The amazing story of Tru Beare, born weighing just 1 pound

All miracles are not laid as a foundation on silence and stillness. Others start off with beeping monitors, sirens, and admonitions via whispers in hospital rooms. The case of Tru Wende Beare is such a miracle, a story that was borne out of desperation but nurtured with hope and brought on its knees by the will to survive that is out of this world.

Tru was prematurely born four months early and she was born at 26 weeks in gestation. Such a small girl (she weighed just 1 pound (probably, as much as a block of butter)) arrived much earlier when her little body was not in a condition to see the outside world.

She was a half-baked kid with underdeveloped lungs, skin like tissue, and organs that were really weak. Majority of newborns at that gestational period are still lying in the womb and cushioned in their development. However,

Tru did not receive her first breaths in the embrace of her mother but in the whirling order of a neonatal intensive care unit (NICU) in Royal Columbian Hospital where she was in the care in New Westminster, British Columbia.

Tru spent the first 11 days of her life living in an incubator – a sterile cocoon in which machines and medicines labored 24-hours a day to do what her little body was still incapable of doing on its own.

Her uncontrollable mother could only look, and she could not even touch or hold her new baby girl, waiting till doctors gave her some green water that will finally establish a first physical connection of a parent and a child.

It has finally happened and the day when Tru was, first time, cradled in her mother arms was highly emotional. It was not the normal post-delivery hug; this one came through tubes, wires and maneuvers, but it was intense just the same. It was a minor triumphal procession in the road marathon.

By 54th day, Tru became stronger to enable her father hold her in his hands, the first time. That moment, also, was the breakthrough – the emblem of the strong relationship and the unending optimism that her father and mother held over the uncertainty.

To micro-preemie parents, every day is a roller coaster of emotions: hopeful optimism, and dread, little triumphs, and unforeseen failures.

Just then Tru was beginning his battle. Instead, she had one of the most dangerous and frequently fatal causes of the intestines necrotizing enterocolitis, twice, and this disease can quickly worsen the condition of preemies.

She had two blood clots, congenital heart defect which interfered with her blood flow and chronic lung disease. She contracted MRSA or drug-resistant staph infection and had an encounter not with one but two short-kill blood infections including full-blown sepsis.

She had retinopathy of prematurity that also causes blindness. Throughout her 128 days at the NICU, she had undergone seven blood transfusions in order to stabilize her system. Neither were these incidents isolated or in disjunct time,

but were overlapping crises that always threatened to push things over the edge. But all the time, his medical staff never slept, made adjustments, gave their interventions, and did not leave any chance of the little girl in the incubator.

At some point a new milestone was achieved; on day 71. Tru had moved out of the incubator to the crib a seemingly easy thing that signaled major breakthrough. She was becoming strong. She was in the

process of having her internal mechanisms working more autonomously. And on day 90, she was weaned off low-flow oxygen support indicating that the lungs which were her weak link were growing strong.

To my relief, after four months of highs and terror-stricken lows, Tru was released out of the hospital. She left the hospital with oxygen lines and a longer than necessary list of follow-up care, but by then she was no longer in the NICU a place that both kept her and battered her. She was not only alive, but had demonstrated a spirit that was an inspiration to all the nurses, doctors, and therapists that she met.

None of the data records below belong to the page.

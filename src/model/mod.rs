//! Model module - Application state and data types
//!
//! This module contains all the data structures and state management for the application.
//! It is organized into submodules by responsibility:
//!
//! - `types`: Core type definitions (enums, UI state, etc.)
//! - `content`: Content view data (movie listings, details, videos)
//! - `listing`: Paged listing accumulation and epoch-scoped reset
//! - `tmdb_client`: TMDB API client wrapper
//! - `app_model`: Main application model with state management methods

mod types;
mod content;
mod listing;
mod tmdb_client;
mod app_model;

// Re-export all public types for convenient access
pub use types::{
    ActiveSection, BrowseItem, HomeSection, SelectedItem, UiState,
};

pub use content::{
    ContentState, ContentView, Genre, MovieDetail, MovieDetails, MoviePage,
    MovieSummary, Video, pick_trailer,
};

pub use listing::{ListingSource, LoadTicket, PagedListing};

pub use tmdb_client::{ImageSize, TmdbClient, TmdbError, image_url};

pub use app_model::AppModel;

The fragile Tru Beare of today is no longer the frail premature baby whose survival was even a far-fetched dream. She is an almost four-year-old child, a toddler who has rosy cheeks, eyes full of curiosity

and that smiling face that is contagious. Now she lives her life to laugh, to play and to be big sister, which was previously measured in hours and grams.

Even people who assisted her to survive have been astonished at her growth. She walks, talks and achieves milestones with dignity and a notch. Every small success is even more profound to her parents, who know how they went to the edge of losing her after her first steps and when she started talking.

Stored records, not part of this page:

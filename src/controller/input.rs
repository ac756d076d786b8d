//! Key event handling

use anyhow::Result;
use crossterm::event::{KeyCode, KeyEvent, KeyEventKind, KeyModifiers};

use crate::model::{ActiveSection, ListingSource, SelectedItem};
use super::AppController;

impl AppController {
    pub async fn handle_key_event(&self, key: KeyEvent) -> Result<()> {
        if key.kind != KeyEventKind::Press {
            return Ok(());
        }

        let model = self.model.lock().await;

        // Handle error message first (blocks all other interactions)
        if model.has_error().await {
            return match key.code {
                KeyCode::Esc | KeyCode::Enter => {
                    model.clear_error().await;
                    Ok(())
                }
                _ => Ok(()),
            };
        }

        // Handle help popup
        if model.is_help_popup_open().await {
            return match key.code {
                KeyCode::Esc | KeyCode::Char('h') | KeyCode::Char('H') => {
                    model.hide_help_popup().await;
                    Ok(())
                }
                _ => Ok(()),
            };
        }

        // Handle trailer popup
        if model.is_trailer_open().await {
            return match key.code {
                KeyCode::Esc | KeyCode::Enter => {
                    model.hide_trailer().await;
                    Ok(())
                }
                _ => Ok(()),
            };
        }

        let ui_state = model.get_ui_state().await;

        // Handle search input when in search section
        if ui_state.active_section == ActiveSection::Search {
            match key.code {
                KeyCode::Tab => {
                    if key.modifiers.contains(KeyModifiers::SHIFT) {
                        model.cycle_section_backward().await;
                    } else {
                        model.cycle_section_forward().await;
                    }
                    return Ok(());
                }
                KeyCode::Enter => {
                    let query = ui_state.search_query.trim().to_string();
                    drop(model);
                    if !query.is_empty() {
                        let controller = self.clone();
                        tokio::spawn(async move {
                            controller.perform_search(&query).await;
                        });
                    }
                    return Ok(());
                }
                KeyCode::Esc => {
                    model.update_search_query(String::new()).await;
                    return Ok(());
                }
                KeyCode::Backspace => {
                    model.backspace_search().await;
                    return Ok(());
                }
                KeyCode::Char(c) => {
                    // Q still quits even in search mode when Ctrl is pressed
                    if (c == 'q' || c == 'Q') && key.modifiers.contains(KeyModifiers::CONTROL) {
                        model.set_should_quit(true).await;
                        return Ok(());
                    }
                    model.append_to_search(c).await;
                    return Ok(());
                }
                _ => {}
            }
        }

        // Browse sidebar: Home / Popular / Top Rated entries
        if ui_state.active_section == ActiveSection::Browse {
            match key.code {
                KeyCode::Up => {
                    model.move_selection_up().await;
                    return Ok(());
                }
                KeyCode::Down => {
                    model.move_selection_down().await;
                    return Ok(());
                }
                KeyCode::Enter => {
                    let index = model.get_selected_browse_index().await;
                    model.set_active_section(ActiveSection::MainContent).await;
                    drop(model);
                    let controller = self.clone();
                    tokio::spawn(async move {
                        match index {
                            0 => controller.load_home().await,
                            1 => {
                                controller
                                    .open_listing("Popular Movies", ListingSource::Popular)
                                    .await
                            }
                            2 => {
                                controller
                                    .open_listing("Top Rated Movies", ListingSource::TopRated)
                                    .await
                            }
                            _ => {}
                        }
                    });
                    return Ok(());
                }
                _ => {}
            }
        }

        // Genre sidebar
        if ui_state.active_section == ActiveSection::Genres {
            match key.code {
                KeyCode::Up => {
                    model.move_selection_up().await;
                    return Ok(());
                }
                KeyCode::Down => {
                    model.move_selection_down().await;
                    return Ok(());
                }
                KeyCode::Enter => {
                    if let Some(genre) = model.get_selected_genre().await {
                        drop(model);
                        let controller = self.clone();
                        tokio::spawn(async move {
                            controller.open_genre(genre).await;
                        });
                    }
                    return Ok(());
                }
                _ => {}
            }
        }

        // Handle MainContent section navigation
        if ui_state.active_section == ActiveSection::MainContent {
            match key.code {
                KeyCode::Up => {
                    model.content_move_up().await;
                    return Ok(());
                }
                KeyCode::Down => {
                    model.content_move_down().await;
                    // Fetch the next page when close to the end (spawned so
                    // scrolling stays responsive)
                    if model.should_load_more().await {
                        let controller = self.clone();
                        tokio::spawn(async move {
                            controller.load_next_page().await;
                        });
                    }
                    return Ok(());
                }
                KeyCode::Left | KeyCode::Right => {
                    model.navigate_home_section().await;
                    return Ok(());
                }
                KeyCode::Enter => {
                    let selected = model.get_selected_content_item().await;
                    drop(model);
                    if let Some(item) = selected {
                        self.handle_selected_item(item).await;
                    }
                    return Ok(());
                }
                KeyCode::Char('t') | KeyCode::Char('T') => {
                    if let Some(video) = model.get_preferred_trailer().await {
                        model.show_trailer(video).await;
                    }
                    return Ok(());
                }
                KeyCode::Char('m') | KeyCode::Char('M') => {
                    drop(model);
                    let controller = self.clone();
                    tokio::spawn(async move {
                        controller.load_next_page().await;
                    });
                    return Ok(());
                }
                KeyCode::Backspace | KeyCode::Esc => {
                    model.navigate_back().await;
                    return Ok(());
                }
                _ => {}
            }
        }

        // Global keybindings
        match key.code {
            KeyCode::Char('q') | KeyCode::Char('Q') => {
                model.set_should_quit(true).await;
            }
            KeyCode::Tab => {
                if key.modifiers.contains(KeyModifiers::SHIFT) {
                    model.cycle_section_backward().await;
                } else {
                    model.cycle_section_forward().await;
                }
            }
            KeyCode::Char('s') | KeyCode::Char('S') | KeyCode::Char('/') => {
                model.set_active_section(ActiveSection::Search).await;
            }
            KeyCode::Char('g') | KeyCode::Char('G') => {
                model.set_active_section(ActiveSection::Genres).await;
            }
            KeyCode::Char('h') | KeyCode::Char('H') => {
                model.show_help_popup().await;
            }
            _ => {}
        }

        Ok(())
    }

    pub(crate) async fn handle_selected_item(&self, item: SelectedItem) {
        match item {
            SelectedItem::Movie { id } => {
                let controller = self.clone();
                tokio::spawn(async move {
                    controller.open_movie(id).await;
                });
            }
            SelectedItem::Video { video } => {
                tracing::debug!(video_id = %video.id, key = %video.key, "Opening trailer popup");
                let model = self.model.lock().await;
                model.show_trailer(video).await;
            }
        }
    }
}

The case of Tru is a reminder of how things can turn out when the knowhow of the medics goes hand in hand with the love of parents and the determination that little kid had to survive. It is a story of any

parent who holds his/her breath next to the bedside of any child in the NICU, a story of any nurse who continues serving long hours with boundless care, and of any child who has been born prematurely.

Tru is a tribute to the power of human spirit; not only of the body. She is not her diagnosis, not her set backs. Her story is good evidence that miracles are possible, although the world may not give you that chance.

Such a number of children just like Tru have unbeatable fights. Yet, they win even when they are not supposed to. And when they do, the world is better off because of this.

It is the wonderful story of baby Tru. It is a saga of tribulation. The survival story. Good hope that is still inspirational.